While Themis has not been used to test software used by financial institutions or law enforcement organizations, Meliou said it has evaluate public software systems from GitHub and found that discrimination can “sneak in” even when the software is explicitly designed to be fair. State-of-the-art techniques for removing discrimination from algorithms fail in many situations, she said, in part because prior definitions of discrimination failed to capture causality.
For example, Themis found that a decision tree-based machine learning approach specifically designed not to discriminate against gender was actually discriminating more than 11 percent of the time. That is, more than 11 percent of the individuals saw the software output affected just by altering their gender.
Themis also found that designing the software to avoid discrimination against one attribute may increase discrimination against others, Meliou said. For example, the same decision tree-based software trained not to discriminate on gender discriminated against race 38 percent of the time.

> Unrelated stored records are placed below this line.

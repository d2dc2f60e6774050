use std::fs;
use std::io;
use std::path::{Path, PathBuf};
use std::time::Duration;

use serde::Deserialize;

use crate::error::{AppError, AppResult};

pub const HOME_ENV_VAR: &str = "LINKEDIN_POST_HOME";
const SETTINGS_FILE: &str = "settings.toml";
const CREDENTIALS_FILE: &str = "credentials.json";

const DEFAULT_AUTHORIZATION_URL: &str = "https://www.linkedin.com/oauth/v2/authorization";
const DEFAULT_TOKEN_URL: &str = "https://www.linkedin.com/oauth/v2/accessToken";
const DEFAULT_API_BASE_URL: &str = "https://api.linkedin.com";
const DEFAULT_SCOPES: &str = "openid profile w_member_social";
const DEFAULT_CALLBACK_PORT: u16 = 8000;

/// Runtime knobs. Everything has a default; `settings.toml` in the home
/// directory may override any subset of them.
#[derive(Debug, Clone, PartialEq, Deserialize)]
#[serde(default)]
pub struct Settings {
    #[serde(skip)]
    pub home: PathBuf,
    pub callback_port: u16,
    pub callback_path: String,
    pub callback_timeout_secs: u64,
    pub request_timeout_secs: u64,
    pub authorization_url: String,
    pub token_url: String,
    pub api_base_url: String,
    pub scopes: String,
    pub open_browser: bool,
}

impl Default for Settings {
    fn default() -> Self {
        Self {
            home: PathBuf::new(),
            callback_port: DEFAULT_CALLBACK_PORT,
            callback_path: "/callback".to_string(),
            callback_timeout_secs: 120,
            request_timeout_secs: 30,
            authorization_url: DEFAULT_AUTHORIZATION_URL.to_string(),
            token_url: DEFAULT_TOKEN_URL.to_string(),
            api_base_url: DEFAULT_API_BASE_URL.to_string(),
            scopes: DEFAULT_SCOPES.to_string(),
            open_browser: true,
        }
    }
}

impl Settings {
    pub fn load(home: &Path) -> AppResult<Self> {
        let settings_file = home.join(SETTINGS_FILE);
        let mut settings = if settings_file.exists() {
            let contents = fs::read_to_string(&settings_file)?;
            toml::from_str::<Settings>(&contents).map_err(|e| AppError::CorruptConfig {
                path: settings_file.display().to_string(),
                reason: e.to_string(),
            })?
        } else {
            Settings::default()
        };

        if !settings.callback_path.starts_with('/') {
            settings.callback_path = format!("/{}", settings.callback_path);
        }
        settings.home = home.to_path_buf();
        Ok(settings)
    }

    /// Must match the redirect URL registered on the LinkedIn app exactly.
    pub fn redirect_uri(&self) -> String {
        format!(
            "http://localhost:{}{}",
            self.callback_port, self.callback_path
        )
    }

    pub fn credentials_file(&self) -> PathBuf {
        self.home.join(CREDENTIALS_FILE)
    }

    pub fn callback_timeout(&self) -> Duration {
        Duration::from_secs(self.callback_timeout_secs)
    }

    pub fn request_timeout(&self) -> Duration {
        Duration::from_secs(self.request_timeout_secs)
    }
}

pub fn default_home() -> AppResult<PathBuf> {
    resolve_home(std::env::var(HOME_ENV_VAR).ok(), dirs::config_dir())
}

fn resolve_home(overridden: Option<String>, config_dir: Option<PathBuf>) -> AppResult<PathBuf> {
    if let Some(home) = overridden.filter(|home| !home.is_empty()) {
        return Ok(PathBuf::from(home));
    }

    config_dir.map(|dir| dir.join("linkedin-post")).ok_or_else(|| {
        AppError::Io(io::Error::new(
            io::ErrorKind::NotFound,
            format!("Could not find a configuration directory; set {}", HOME_ENV_VAR),
        ))
    })
}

“These systems learn discrimination from biased data, but without careful control for potential bias, software can magnify that bias even further,” said Ph.D. student and research team member Sainyam Galhotra.
Biased algorithms is a problem that has embarrassed major technology-driven companies in recent years. For example, last year it was revealed that decisions on where to offer same-day delivery for Amazon Prime customers in major American cities seemed to routinely, if unintentionally, exclude zip codes for majority black neighborhoods. Amazon explained that same-day delivery offers were based on many factors, including distance to fulfillment centers, demand in the local area along with numbers of Amazon Prime customers, and other factors.
But in the end, the data taught an algorithm to make, in effect, discriminatory decisions based on race. Amazon has since addressed the problem.
Google has run into issues in which searches for what its algorithms consider to be “typically” black names have produced ads for services that look up arrest records. By all accounts, Google itself was unaware – and did not program its algorithms – to make these decisions.
To be sure, Themis does not correct biased code, it is designed to identify instances of what may be race- or gender-based bias.
“Unchecked, biases in data and software run the risk of perpetuating biases in society,” said Brun. “There is software that may discriminate and businesses may not know it’s happening. If they knew, they would actually make the correct decision because, obviously, that bad press was not good for Amazon. That’s why they need algorithms like ours to determine whether their software is discriminatory.”